Professor Roy Green (dean of the faculty) has enthused that Gehry Partners has delivered an "awe-inspiring building". Gehry is slightly more reserved: "What I’m trying to have is interaction with the buildings. It’s not a Sydney Opera House site but I have no problems with the site. It doesn’t pander to the city or talk down to it." UTS vice-chancellor Professor Ross Milbourne said that while the building will likely garner national attention, the key element for UTS is that the plans reflect the needs of the business faculty. "From the start Gehry Partners has worked closely with the [faculty] ... to develop an environment that fosters ... this openness and collaboration in teaching and research, and engagement with business and the community," Milbourne said.

Based on the concept of a treehouse with limbs, the 11-storey building will stand at the corner of Ultimo Road and Omnibus Lane on a site that once housed the Dairy Farmers Cooperative and is currently being used as a car park.
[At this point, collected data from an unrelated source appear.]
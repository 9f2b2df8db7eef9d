//! Minimal selector grammar understood by the bundled hosts.
//!
//! `#name` matches an element id, `.name` matches the first element carrying
//! the class, and a bare `name` is treated as an id. Compound and descendant
//! selectors are not supported and never match.

/// A parsed element selector.
#[derive(Debug, Clone, PartialEq, Eq)]
pub enum Selector {
    Id(String),
    Class(String),
}

impl Selector {
    /// Parse a selector, returning `None` for blank or unsupported input.
    pub fn parse(input: &str) -> Option<Self> {
        let input = input.trim();
        let (is_class, name) = if let Some(rest) = input.strip_prefix('#') {
            (false, rest)
        } else if let Some(rest) = input.strip_prefix('.') {
            (true, rest)
        } else {
            (false, input)
        };

        if name.is_empty() || !name.chars().all(is_name_char) {
            return None;
        }
        if is_class {
            Some(Self::Class(name.to_string()))
        } else {
            Some(Self::Id(name.to_string()))
        }
    }
}

fn is_name_char(c: char) -> bool {
    c.is_alphanumeric() || c == '-' || c == '_'
}
//! Keyboard commands understood by a running flow.

use crossterm::event::KeyCode;

/// What a key press asks the flow to do.
#[derive(Debug, Clone, Copy, PartialEq, Eq)]
pub enum FlowCommand {
    Next,
    Back,
    Stop,
}

/// Map a key to a flow command. Unbound keys return `None` and fall through
/// to the application.
pub fn command_for_key(code: KeyCode) -> Option<FlowCommand> {
    match code {
        KeyCode::Right | KeyCode::Enter => Some(FlowCommand::Next),
        KeyCode::Left => Some(FlowCommand::Back),
        KeyCode::Esc => Some(FlowCommand::Stop),
        _ => None,
    }
}

#[cfg(test)]
mod tests {
    use super::*;

    #[test]
    fn test_forward_keys() {
        assert_eq!(command_for_key(KeyCode::Right), Some(FlowCommand::Next));
        assert_eq!(command_for_key(KeyCode::Enter), Some(FlowCommand::Next));
    }

    #[test]
    fn test_back_and_stop() {
        assert_eq!(command_for_key(KeyCode::Left), Some(FlowCommand::Back));
        assert_eq!(command_for_key(KeyCode::Esc), Some(FlowCommand::Stop));
    }

    #[test]
    fn test_unbound_keys_fall_through() {
        assert_eq!(command_for_key(KeyCode::Char('q')), None);
        assert_eq!(command_for_key(KeyCode::Up), None);
        assert_eq!(command_for_key(KeyCode::Tab), None);
    }
}
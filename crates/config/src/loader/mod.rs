//! Configuration loader for environment variables and files.
//!
//! Responsibilities:
//! - Load configuration from `.env` files, environment variables, and JSON config files.
//! - Provide a builder-pattern `ConfigLoader` for hierarchical configuration merging.
//! - Validate the merged configuration before handing it to the renderer.
//!
//! Does NOT handle:
//! - Applying configuration to a running pointer (pointers are immutable once built).
//!
//! Invariants / Assumptions:
//! - Precedence: builder overrides > env vars > config file > defaults.
//! - `load_dotenv()` must be called explicitly to enable `.env` file loading.
//! - The `DOTENV_DISABLED` variable is checked before `dotenvy::dotenv()` is called.

mod builder;
mod env;
mod error;
mod file;
mod validate;

#[cfg(test)]
mod tests;

pub use builder::ConfigLoader;
pub use env::env_var_or_none;
pub use error::ConfigError;
pub use file::default_config_path;
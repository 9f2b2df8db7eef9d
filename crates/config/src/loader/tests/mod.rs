//! Tests for the configuration loader builder.
//!
//! Invariants:
//! - Tests use `serial_test` to prevent environment variable pollution.
//! - Tests use `global_test_lock()` for additional synchronization.
//! - Temporary directories are cleaned up automatically via `tempfile`.

use std::path::{Path, PathBuf};
use std::sync::Mutex;

pub mod env_tests;

/// Returns the global test lock for environment variable isolation.
pub fn env_lock() -> &'static Mutex<()> {
    crate::test_util::global_test_lock()
}

/// Write a config file into `dir` and return its path.
pub fn write_config_file(dir: &Path, content: &str) -> PathBuf {
    let path = dir.join("config.json");
    std::fs::write(&path, content).unwrap();
    path
}
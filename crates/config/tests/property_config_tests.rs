//! Property tests for configuration value parsing.

use glidepath_config::{ConfigLoader, PointerConfig};
use proptest::prelude::*;

proptest! {
    #[test]
    fn prop_pixel_font_sizes_resolve_exactly(px in 1u32..200) {
        let cfg = PointerConfig { font_size: format!("{px}px"), ..Default::default() };
        prop_assert_eq!(cfg.font_size_px(), f64::from(px));
    }

    #[test]
    fn prop_pointer_size_validation_matches_bounds(size in 0u32..1024) {
        let ok = ConfigLoader::new().with_pointer_size(size).build().is_ok();
        prop_assert_eq!(ok, (8..=256).contains(&size));
    }

    #[test]
    fn prop_rgb_hex_colors_always_resolve(r in 0u8..=255, g in 0u8..=255, b in 0u8..=255) {
        let cfg = PointerConfig { color: format!("#{r:02x}{g:02x}{b:02x}"), ..Default::default() };
        prop_assert_eq!(cfg.resolved_color(), ratatui::style::Color::Rgb(r, g, b));
    }
}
Reflective of Sydney’s history, where sandstone was widely used, with a hint of reverence for the harbour, the structure will feature two distinct external facades, one composed of undulating brick and the other of large, angled sheets of glass.

Due for completion before the 2014 academic year, the Gehry-designed Dr Chau Chak Wing building might give the Sydney Opera House a run for its money in the icon stakes.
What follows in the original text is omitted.